■ EXERCISE OBJECTIVE
Below are entries; output exactly the lines from the one with "for (index, slot)" to the one with "error on line", both included, and nothing else.

■ SUPPLIED RECORDS
◇ ◇ ◇ ◇

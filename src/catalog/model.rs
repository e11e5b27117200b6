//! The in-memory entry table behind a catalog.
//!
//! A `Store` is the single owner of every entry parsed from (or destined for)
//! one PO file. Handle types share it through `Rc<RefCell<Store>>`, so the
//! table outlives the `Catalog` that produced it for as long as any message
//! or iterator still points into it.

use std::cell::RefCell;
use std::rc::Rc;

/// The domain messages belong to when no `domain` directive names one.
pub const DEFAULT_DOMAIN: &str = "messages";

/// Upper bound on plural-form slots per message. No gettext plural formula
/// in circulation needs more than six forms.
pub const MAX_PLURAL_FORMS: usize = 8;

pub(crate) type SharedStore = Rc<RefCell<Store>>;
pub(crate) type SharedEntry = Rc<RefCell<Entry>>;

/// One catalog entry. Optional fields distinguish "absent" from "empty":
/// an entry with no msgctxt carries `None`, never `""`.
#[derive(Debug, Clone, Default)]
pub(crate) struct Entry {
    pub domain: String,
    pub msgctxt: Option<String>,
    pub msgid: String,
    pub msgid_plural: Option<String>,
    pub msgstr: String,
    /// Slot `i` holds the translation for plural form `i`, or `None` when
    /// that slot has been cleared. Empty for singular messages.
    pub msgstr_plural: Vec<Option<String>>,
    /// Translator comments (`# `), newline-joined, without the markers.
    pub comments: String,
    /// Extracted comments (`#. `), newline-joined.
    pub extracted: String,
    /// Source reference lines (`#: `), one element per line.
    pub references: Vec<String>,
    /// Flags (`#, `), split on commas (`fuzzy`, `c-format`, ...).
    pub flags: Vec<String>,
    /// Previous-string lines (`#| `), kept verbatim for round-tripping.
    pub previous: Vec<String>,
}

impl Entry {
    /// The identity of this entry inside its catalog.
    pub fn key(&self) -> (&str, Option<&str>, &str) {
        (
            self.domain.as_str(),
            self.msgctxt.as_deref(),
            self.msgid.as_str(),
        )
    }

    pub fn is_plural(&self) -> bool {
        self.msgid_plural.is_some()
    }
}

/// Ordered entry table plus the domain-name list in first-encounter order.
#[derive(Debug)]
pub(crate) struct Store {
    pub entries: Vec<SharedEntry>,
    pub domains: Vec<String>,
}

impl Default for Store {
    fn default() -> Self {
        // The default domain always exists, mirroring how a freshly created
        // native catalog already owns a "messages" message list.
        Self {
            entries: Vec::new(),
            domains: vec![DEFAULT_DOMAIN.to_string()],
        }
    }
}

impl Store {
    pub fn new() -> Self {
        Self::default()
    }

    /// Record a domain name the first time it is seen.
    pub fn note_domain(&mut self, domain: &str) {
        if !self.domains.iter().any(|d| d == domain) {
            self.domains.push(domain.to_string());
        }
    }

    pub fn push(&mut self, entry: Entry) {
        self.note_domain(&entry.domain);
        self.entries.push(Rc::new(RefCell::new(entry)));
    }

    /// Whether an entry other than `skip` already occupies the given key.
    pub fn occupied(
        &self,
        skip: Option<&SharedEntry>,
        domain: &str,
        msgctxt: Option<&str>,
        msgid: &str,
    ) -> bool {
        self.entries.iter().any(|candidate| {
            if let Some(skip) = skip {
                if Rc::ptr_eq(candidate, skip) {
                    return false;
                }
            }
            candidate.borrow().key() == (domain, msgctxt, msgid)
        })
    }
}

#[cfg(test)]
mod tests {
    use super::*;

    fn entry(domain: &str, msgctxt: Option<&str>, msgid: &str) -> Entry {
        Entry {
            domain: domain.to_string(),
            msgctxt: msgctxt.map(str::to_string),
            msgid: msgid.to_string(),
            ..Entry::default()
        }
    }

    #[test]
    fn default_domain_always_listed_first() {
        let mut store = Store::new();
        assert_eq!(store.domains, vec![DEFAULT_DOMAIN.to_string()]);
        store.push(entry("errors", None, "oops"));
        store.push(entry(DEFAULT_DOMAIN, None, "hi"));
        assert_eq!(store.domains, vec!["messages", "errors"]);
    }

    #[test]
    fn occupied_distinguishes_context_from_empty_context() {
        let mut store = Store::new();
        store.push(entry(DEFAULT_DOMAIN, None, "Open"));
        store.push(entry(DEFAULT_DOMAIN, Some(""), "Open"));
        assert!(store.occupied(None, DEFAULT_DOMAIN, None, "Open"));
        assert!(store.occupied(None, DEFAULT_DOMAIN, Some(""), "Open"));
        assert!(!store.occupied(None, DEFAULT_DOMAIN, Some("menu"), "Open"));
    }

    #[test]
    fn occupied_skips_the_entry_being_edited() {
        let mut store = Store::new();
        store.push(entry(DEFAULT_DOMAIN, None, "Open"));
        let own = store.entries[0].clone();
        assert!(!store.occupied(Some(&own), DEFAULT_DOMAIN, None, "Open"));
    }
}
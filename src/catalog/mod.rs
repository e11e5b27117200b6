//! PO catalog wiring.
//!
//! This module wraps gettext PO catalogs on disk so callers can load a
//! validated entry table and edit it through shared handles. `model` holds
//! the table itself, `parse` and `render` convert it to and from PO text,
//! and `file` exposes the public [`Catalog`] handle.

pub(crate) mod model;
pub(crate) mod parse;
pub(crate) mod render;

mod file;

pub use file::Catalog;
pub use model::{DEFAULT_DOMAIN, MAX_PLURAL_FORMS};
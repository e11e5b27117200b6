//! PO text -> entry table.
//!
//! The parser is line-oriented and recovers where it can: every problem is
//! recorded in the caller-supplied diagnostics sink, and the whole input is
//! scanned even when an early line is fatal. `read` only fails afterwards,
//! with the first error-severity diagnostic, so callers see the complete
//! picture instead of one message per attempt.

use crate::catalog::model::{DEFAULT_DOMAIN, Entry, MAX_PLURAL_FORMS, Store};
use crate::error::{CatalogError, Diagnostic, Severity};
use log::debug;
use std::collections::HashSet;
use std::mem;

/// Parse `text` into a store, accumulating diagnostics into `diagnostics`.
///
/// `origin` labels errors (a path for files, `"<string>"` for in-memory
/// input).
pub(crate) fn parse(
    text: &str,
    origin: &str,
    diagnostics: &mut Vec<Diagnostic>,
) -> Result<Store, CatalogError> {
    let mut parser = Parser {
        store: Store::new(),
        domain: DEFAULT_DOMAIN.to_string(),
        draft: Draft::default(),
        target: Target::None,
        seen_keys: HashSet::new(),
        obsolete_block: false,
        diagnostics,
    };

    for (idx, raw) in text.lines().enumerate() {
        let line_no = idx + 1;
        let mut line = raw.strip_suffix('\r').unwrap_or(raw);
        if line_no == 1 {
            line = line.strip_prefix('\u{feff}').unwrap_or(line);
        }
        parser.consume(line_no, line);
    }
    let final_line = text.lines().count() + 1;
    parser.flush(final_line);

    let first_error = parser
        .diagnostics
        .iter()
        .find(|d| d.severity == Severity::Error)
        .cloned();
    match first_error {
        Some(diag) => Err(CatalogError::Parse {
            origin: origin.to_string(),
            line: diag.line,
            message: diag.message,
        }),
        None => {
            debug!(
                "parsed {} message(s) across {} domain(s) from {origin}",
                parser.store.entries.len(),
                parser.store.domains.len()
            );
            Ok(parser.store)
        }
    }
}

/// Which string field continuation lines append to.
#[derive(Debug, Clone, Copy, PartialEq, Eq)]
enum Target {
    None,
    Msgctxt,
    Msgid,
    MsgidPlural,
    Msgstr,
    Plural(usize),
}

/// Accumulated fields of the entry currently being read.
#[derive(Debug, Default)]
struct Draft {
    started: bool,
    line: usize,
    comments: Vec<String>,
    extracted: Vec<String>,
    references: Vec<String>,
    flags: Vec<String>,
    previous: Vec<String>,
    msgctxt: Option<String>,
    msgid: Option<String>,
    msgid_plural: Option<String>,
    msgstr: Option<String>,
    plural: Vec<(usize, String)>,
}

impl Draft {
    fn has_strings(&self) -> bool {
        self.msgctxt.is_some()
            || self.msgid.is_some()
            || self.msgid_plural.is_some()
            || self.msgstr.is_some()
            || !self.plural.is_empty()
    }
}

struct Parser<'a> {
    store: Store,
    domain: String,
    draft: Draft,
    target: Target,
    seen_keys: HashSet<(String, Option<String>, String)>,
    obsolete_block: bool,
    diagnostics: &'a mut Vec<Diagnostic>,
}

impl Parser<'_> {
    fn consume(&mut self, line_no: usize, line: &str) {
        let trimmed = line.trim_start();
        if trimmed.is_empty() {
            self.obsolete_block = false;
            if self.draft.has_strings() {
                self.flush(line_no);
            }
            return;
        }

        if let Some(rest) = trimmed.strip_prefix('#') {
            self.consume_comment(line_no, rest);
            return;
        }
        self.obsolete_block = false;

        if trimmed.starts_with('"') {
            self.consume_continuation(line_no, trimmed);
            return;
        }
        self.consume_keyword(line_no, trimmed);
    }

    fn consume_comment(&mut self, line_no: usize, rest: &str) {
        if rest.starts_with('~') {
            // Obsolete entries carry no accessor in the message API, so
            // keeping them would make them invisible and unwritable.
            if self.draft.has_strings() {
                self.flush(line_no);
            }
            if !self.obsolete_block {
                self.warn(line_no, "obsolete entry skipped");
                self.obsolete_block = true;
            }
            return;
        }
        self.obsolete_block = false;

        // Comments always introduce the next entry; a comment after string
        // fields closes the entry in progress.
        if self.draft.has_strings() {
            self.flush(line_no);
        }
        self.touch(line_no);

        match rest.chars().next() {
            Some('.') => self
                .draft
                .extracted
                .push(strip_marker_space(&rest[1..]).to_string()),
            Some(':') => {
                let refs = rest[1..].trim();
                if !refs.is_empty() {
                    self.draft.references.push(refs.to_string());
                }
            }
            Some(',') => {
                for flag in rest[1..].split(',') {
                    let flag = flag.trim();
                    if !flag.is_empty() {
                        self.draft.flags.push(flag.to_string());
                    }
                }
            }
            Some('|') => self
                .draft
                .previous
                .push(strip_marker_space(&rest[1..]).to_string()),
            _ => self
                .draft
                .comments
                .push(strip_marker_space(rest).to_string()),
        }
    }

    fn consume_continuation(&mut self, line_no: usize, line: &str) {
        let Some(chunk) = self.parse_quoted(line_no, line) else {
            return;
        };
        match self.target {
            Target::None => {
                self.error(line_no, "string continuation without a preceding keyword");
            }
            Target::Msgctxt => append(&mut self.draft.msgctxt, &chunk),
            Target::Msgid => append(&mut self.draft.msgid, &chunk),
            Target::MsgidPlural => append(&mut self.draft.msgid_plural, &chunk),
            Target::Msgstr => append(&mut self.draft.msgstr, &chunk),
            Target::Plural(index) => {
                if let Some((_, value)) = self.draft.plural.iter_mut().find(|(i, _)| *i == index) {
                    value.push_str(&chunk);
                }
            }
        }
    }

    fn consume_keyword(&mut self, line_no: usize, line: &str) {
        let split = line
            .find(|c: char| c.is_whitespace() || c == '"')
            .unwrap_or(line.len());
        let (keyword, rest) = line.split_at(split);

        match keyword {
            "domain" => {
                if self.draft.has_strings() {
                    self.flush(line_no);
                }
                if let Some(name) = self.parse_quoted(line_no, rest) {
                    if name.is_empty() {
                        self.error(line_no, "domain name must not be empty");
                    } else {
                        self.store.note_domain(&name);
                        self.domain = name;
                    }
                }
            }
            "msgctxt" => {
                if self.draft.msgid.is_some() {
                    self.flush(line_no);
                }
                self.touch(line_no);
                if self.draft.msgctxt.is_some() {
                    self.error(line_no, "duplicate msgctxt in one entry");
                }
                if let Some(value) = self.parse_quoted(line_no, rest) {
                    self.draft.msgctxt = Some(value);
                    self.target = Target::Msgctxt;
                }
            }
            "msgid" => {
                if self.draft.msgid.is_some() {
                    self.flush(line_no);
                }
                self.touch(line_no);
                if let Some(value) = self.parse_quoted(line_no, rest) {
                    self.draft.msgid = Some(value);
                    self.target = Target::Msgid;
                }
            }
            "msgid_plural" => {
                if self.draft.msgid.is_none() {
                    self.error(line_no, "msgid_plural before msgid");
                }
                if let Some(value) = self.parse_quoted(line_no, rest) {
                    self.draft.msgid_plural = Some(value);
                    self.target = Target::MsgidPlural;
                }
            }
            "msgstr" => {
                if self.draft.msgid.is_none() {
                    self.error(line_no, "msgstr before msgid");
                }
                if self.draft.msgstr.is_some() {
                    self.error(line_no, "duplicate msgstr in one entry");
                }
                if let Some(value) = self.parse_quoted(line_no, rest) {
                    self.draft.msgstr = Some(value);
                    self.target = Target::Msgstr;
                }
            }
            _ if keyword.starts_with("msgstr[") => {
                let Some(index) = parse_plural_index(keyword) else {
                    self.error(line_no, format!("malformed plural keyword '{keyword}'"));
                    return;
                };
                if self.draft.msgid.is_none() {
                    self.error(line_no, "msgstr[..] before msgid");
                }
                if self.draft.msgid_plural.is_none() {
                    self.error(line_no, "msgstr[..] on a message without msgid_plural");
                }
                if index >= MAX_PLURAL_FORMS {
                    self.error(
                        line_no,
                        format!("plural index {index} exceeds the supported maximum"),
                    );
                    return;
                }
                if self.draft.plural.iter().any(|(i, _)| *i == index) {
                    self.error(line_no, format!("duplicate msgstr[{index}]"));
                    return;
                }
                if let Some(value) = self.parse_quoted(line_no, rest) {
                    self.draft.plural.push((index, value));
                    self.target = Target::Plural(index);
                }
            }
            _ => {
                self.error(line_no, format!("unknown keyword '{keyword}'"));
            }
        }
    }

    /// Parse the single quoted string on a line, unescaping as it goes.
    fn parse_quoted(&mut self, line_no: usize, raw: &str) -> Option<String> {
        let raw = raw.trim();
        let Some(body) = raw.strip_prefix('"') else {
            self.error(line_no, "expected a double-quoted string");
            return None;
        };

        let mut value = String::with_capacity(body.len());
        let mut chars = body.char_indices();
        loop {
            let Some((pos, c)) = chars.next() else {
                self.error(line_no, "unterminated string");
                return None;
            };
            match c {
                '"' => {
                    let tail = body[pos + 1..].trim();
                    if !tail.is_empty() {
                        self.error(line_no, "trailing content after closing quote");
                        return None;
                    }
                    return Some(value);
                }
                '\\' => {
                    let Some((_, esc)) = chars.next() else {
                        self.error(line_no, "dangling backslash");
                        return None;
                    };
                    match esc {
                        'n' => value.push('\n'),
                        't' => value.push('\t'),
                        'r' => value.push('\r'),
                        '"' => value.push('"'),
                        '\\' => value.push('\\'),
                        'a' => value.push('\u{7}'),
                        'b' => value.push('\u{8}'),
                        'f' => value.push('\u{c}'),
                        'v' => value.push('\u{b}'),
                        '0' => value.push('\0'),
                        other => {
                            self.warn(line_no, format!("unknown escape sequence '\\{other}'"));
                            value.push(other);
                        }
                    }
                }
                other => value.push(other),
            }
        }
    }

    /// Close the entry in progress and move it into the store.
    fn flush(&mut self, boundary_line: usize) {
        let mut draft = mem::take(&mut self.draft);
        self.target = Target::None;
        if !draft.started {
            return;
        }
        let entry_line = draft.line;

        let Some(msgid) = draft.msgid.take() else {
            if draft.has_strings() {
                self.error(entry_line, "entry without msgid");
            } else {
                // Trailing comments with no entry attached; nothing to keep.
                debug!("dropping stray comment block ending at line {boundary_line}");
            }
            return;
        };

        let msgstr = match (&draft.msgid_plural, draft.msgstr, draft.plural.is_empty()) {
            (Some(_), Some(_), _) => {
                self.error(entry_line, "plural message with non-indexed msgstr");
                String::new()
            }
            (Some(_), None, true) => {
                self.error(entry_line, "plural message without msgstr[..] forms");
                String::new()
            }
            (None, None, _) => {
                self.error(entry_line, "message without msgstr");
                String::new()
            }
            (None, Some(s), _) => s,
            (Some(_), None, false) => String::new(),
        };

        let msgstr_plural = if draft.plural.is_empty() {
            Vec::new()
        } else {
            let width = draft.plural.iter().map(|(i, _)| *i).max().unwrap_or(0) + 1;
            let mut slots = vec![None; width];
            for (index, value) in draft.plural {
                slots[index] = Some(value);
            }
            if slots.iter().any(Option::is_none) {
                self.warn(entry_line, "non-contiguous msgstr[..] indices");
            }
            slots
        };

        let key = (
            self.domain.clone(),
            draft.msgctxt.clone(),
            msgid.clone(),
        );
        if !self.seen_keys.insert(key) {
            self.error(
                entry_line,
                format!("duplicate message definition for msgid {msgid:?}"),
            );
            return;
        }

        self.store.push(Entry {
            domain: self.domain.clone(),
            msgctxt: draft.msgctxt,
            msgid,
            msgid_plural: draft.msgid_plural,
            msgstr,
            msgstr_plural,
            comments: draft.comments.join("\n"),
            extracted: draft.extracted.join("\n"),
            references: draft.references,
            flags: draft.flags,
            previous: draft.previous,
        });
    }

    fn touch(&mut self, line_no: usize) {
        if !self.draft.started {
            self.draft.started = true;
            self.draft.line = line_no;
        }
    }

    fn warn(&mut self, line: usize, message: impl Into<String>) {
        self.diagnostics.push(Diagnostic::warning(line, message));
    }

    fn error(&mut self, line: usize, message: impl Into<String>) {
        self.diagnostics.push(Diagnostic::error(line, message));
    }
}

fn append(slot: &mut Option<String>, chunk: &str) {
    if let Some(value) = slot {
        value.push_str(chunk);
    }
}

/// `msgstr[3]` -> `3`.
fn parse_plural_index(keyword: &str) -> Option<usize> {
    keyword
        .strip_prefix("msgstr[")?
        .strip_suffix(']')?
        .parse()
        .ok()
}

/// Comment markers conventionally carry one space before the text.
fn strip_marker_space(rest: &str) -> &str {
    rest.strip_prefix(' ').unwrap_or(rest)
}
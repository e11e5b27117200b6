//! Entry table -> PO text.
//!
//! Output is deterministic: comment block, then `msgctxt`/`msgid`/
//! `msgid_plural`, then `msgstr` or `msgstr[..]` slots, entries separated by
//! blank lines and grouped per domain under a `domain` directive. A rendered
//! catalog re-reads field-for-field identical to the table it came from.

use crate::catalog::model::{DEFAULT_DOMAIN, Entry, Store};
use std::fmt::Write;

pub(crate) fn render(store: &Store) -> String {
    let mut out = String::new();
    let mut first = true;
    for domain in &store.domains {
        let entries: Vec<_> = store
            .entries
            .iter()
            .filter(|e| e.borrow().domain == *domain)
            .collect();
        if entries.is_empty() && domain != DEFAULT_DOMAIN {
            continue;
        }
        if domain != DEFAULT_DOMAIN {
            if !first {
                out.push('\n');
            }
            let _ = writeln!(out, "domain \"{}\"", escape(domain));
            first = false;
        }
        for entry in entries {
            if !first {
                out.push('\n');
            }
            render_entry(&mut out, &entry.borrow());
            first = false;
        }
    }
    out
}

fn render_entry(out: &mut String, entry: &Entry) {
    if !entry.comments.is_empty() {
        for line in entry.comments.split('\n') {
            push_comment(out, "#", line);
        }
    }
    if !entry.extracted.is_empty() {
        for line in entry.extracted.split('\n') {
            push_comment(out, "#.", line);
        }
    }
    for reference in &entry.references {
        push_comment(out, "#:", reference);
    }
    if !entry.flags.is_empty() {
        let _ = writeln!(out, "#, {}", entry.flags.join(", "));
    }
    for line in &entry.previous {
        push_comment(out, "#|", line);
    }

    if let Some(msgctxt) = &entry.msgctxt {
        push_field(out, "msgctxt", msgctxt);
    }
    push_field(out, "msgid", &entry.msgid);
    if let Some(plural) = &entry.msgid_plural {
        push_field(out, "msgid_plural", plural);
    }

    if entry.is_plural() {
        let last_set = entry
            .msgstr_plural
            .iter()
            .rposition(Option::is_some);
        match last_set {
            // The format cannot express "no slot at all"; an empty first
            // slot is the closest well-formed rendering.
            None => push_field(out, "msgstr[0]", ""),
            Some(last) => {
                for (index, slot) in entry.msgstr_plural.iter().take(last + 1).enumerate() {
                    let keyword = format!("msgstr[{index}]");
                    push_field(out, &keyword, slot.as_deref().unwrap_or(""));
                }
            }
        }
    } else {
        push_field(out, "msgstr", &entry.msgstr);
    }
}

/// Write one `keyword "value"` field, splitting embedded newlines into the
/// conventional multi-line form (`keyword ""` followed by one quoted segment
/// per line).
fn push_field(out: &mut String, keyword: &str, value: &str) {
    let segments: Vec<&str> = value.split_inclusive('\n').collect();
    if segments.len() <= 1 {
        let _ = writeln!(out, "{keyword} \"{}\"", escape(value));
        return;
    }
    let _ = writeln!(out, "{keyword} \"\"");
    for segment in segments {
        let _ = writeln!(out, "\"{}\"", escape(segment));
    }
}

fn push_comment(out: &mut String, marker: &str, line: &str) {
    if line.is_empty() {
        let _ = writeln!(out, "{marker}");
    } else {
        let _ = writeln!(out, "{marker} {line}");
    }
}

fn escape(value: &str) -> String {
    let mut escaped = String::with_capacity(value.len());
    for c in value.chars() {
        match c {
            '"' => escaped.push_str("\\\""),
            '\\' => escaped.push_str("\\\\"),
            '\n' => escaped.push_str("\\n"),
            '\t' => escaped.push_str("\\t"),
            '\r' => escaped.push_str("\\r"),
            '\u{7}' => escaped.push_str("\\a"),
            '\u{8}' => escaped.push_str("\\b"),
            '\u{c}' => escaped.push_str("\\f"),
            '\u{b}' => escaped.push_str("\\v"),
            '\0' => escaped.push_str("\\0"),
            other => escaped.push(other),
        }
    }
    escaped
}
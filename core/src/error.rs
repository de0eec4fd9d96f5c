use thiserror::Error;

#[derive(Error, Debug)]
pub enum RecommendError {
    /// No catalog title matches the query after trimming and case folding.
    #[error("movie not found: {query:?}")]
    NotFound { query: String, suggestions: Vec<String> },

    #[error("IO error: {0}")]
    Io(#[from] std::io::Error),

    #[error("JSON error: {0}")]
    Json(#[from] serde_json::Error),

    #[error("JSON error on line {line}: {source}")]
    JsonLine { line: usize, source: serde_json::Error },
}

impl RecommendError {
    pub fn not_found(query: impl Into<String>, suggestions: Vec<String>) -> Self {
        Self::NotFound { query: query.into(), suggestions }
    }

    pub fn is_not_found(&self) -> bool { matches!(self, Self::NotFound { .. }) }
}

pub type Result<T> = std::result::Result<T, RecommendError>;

◇ ◇ ◇ ◇

■ WORKED SOLUTION
                for (index, slot) in entry.msgstr_plural.iter().take(last + 1).enumerate() {
                    let keyword = format!("msgstr[{index}]");
                    push_field(out, &keyword, slot.as_deref().unwrap_or(""));
                }
            }
        }
    } else {
        push_field(out, "msgstr", &entry.msgstr);
    }
}

/// Write one `keyword "value"` field, splitting embedded newlines into the
/// conventional multi-line form (`keyword ""` followed by one quoted segment
/// per line).
fn push_field(out: &mut String, keyword: &str, value: &str) {
    let segments: Vec<&str> = value.split_inclusive('\n').collect();
    if segments.len() <= 1 {
        let _ = writeln!(out, "{keyword} \"{}\"", escape(value));
        return;
    }
    let _ = writeln!(out, "{keyword} \"\"");
    for segment in segments {
        let _ = writeln!(out, "\"{}\"", escape(segment));
    }
}

fn push_comment(out: &mut String, marker: &str, line: &str) {
    if line.is_empty() {
        let _ = writeln!(out, "{marker}");
    } else {
        let _ = writeln!(out, "{marker} {line}");
    }
}

fn escape(value: &str) -> String {
    let mut escaped = String::with_capacity(value.len());
    for c in value.chars() {
        match c {
            '"' => escaped.push_str("\\\""),
            '\\' => escaped.push_str("\\\\"),
            '\n' => escaped.push_str("\\n"),
            '\t' => escaped.push_str("\\t"),
            '\r' => escaped.push_str("\\r"),
            '\u{7}' => escaped.push_str("\\a"),
            '\u{8}' => escaped.push_str("\\b"),
            '\u{c}' => escaped.push_str("\\f"),
            '\u{b}' => escaped.push_str("\\v"),
            '\0' => escaped.push_str("\\0"),
            other => escaped.push(other),
        }
    }
    escaped
}
filename core/src/error.rs
repository de0eec4fd9d96f5c
use thiserror::Error;

#[derive(Error, Debug)]
pub enum RecommendError {
    /// No catalog title matches the query after trimming and case folding.
    #[error("movie not found: {query:?}")]
    NotFound { query: String, suggestions: Vec<String> },

    #[error("IO error: {0}")]
    Io(#[from] std::io::Error),

    #[error("JSON error: {0}")]
    Json(#[from] serde_json::Error),

    #[error("JSON error on line {line}: {source}")]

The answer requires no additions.